Nicht perfekt, aber lohnend
Der Sondergipfel zum CoronaAufbaupaket und der Entscheidung über den EU-Finanzrahmen bis 2027 würde bei einer schnellen Einigung als historisch gefeiert werden. Aus zweierlei Gründen: Zum einen wird über die Verteilung von 1,8 Billionen Euro verhandelt, eine eher unvorstellbare Summe, handelt es sich doch um 1800 Milliarden Euro. Zum anderen sind die Interessen der 27 Mitgliedsländer so unterschiedlich, dass eine zügige Verabschiedung des Krisenplanes ein kraftvolles Zeichen an den Rest der politisch und wirtschaftlich so instabilen Welt wäre.
An diesem Wochenende wird in Brüssel beraten, gekungelt, vielleicht sanft erpresst und auf alle Fälle heftig gestritten. Sollte es dennoch nicht zu einer Einigung kommen, müssen die Teilnehmer eine weitere Konferenz auf höchster Ebene vereinbaren. Kompromisse sind Bestandteile der DNA der Europäischen Union. Die Alternative wäre ein Auseinanderbrechen, über das die Mächtigen in Washington, Moskau und Peking jubilieren würden.
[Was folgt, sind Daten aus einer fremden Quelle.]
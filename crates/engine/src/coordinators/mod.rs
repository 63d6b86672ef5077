//! State-changing operations against the remote server
//!
//! Each coordinator performs one kind of transaction: validate locally,
//! call the gateway, then either merge the authoritative response into
//! the owning projection or leave everything untouched. At most one
//! operation is in flight per coordinator; further invocations are
//! ignored until it resolves.

mod claim;
mod pass;
mod purchase;

pub use claim::ClaimCoordinator;
pub use pass::PassCoordinator;
pub use purchase::PurchaseCoordinator;

use std::sync::atomic::{AtomicBool, Ordering};

/// Terminal result of one coordinator operation
#[derive(Debug, Clone, PartialEq, Eq)]
pub enum OpOutcome {
    /// Server confirmed; the authoritative response has been merged
    Applied { message: String },
    /// Refused locally or by the server; nothing was changed
    Rejected { message: String },
    /// Transport or parse failure; nothing was changed, safe to retry
    Failed { message: String },
    /// Another operation was already in flight on this coordinator
    Ignored,
}

impl OpOutcome {
    pub fn message(&self) -> Option<&str> {
        match self {
            OpOutcome::Applied { message }
            | OpOutcome::Rejected { message }
            | OpOutcome::Failed { message } => Some(message),
            OpOutcome::Ignored => None,
        }
    }
}

/// Releases the coordinator's in-flight flag when the operation resolves
pub(crate) struct FlightGuard<'a> {
    flag: &'a AtomicBool,
}

impl<'a> FlightGuard<'a> {
    /// Claim the coordinator; `None` when an operation is already running
    pub(crate) fn acquire(flag: &'a AtomicBool) -> Option<Self> {
        flag.compare_exchange(false, true, Ordering::AcqRel, Ordering::Acquire)
            .ok()
            .map(|_| Self { flag })
    }
}

impl Drop for FlightGuard<'_> {
    fn drop(&mut self) {
        self.flag.store(false, Ordering::Release);
    }
}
Wer hierzulande über die vermeintlich zu teure EU lamentiert, der sei gefragt, an welchen Punkten er oder sie eine kluge Politik etwa im Corona-Drama bei US-Präsident Donald Trump erkennen kann? Oder bei dem Populisten Boris Johnson, der sich immer noch am Brexit berauscht. Was China in der Zukunft vorhat, kann sich jeder am Beispiel Hongkong ausmalen. Wladimir Putin setzt derzeit die Hungerwaffe in Syrien ein und lässt Schulen wie Krankenhäuser bombardieren. Skrupel sehen anders aus.
Ja, die Europäische Union ist nicht perfekt, sie hat erhebliche Mängel. Aber es lohnt sich, an der Beseitigung dieser Fehler zu arbeiten. Ansonsten wird Deutschland zum Spielball Dritter, die mit Menschenrechten nicht allzu viel am Hut haben.
Noch einmal Arithmetik im Zusammenhang mit den EU-Ausgaben: In wenigen Jahren werden acht Milliarden Menschen die Welt bevölkern. Glaubt jemand ernsthaft, dass diese Welt dann auf das eine kleine Prozent, die 80 Millionen Menschen in der Bundesrepublik, hören wird?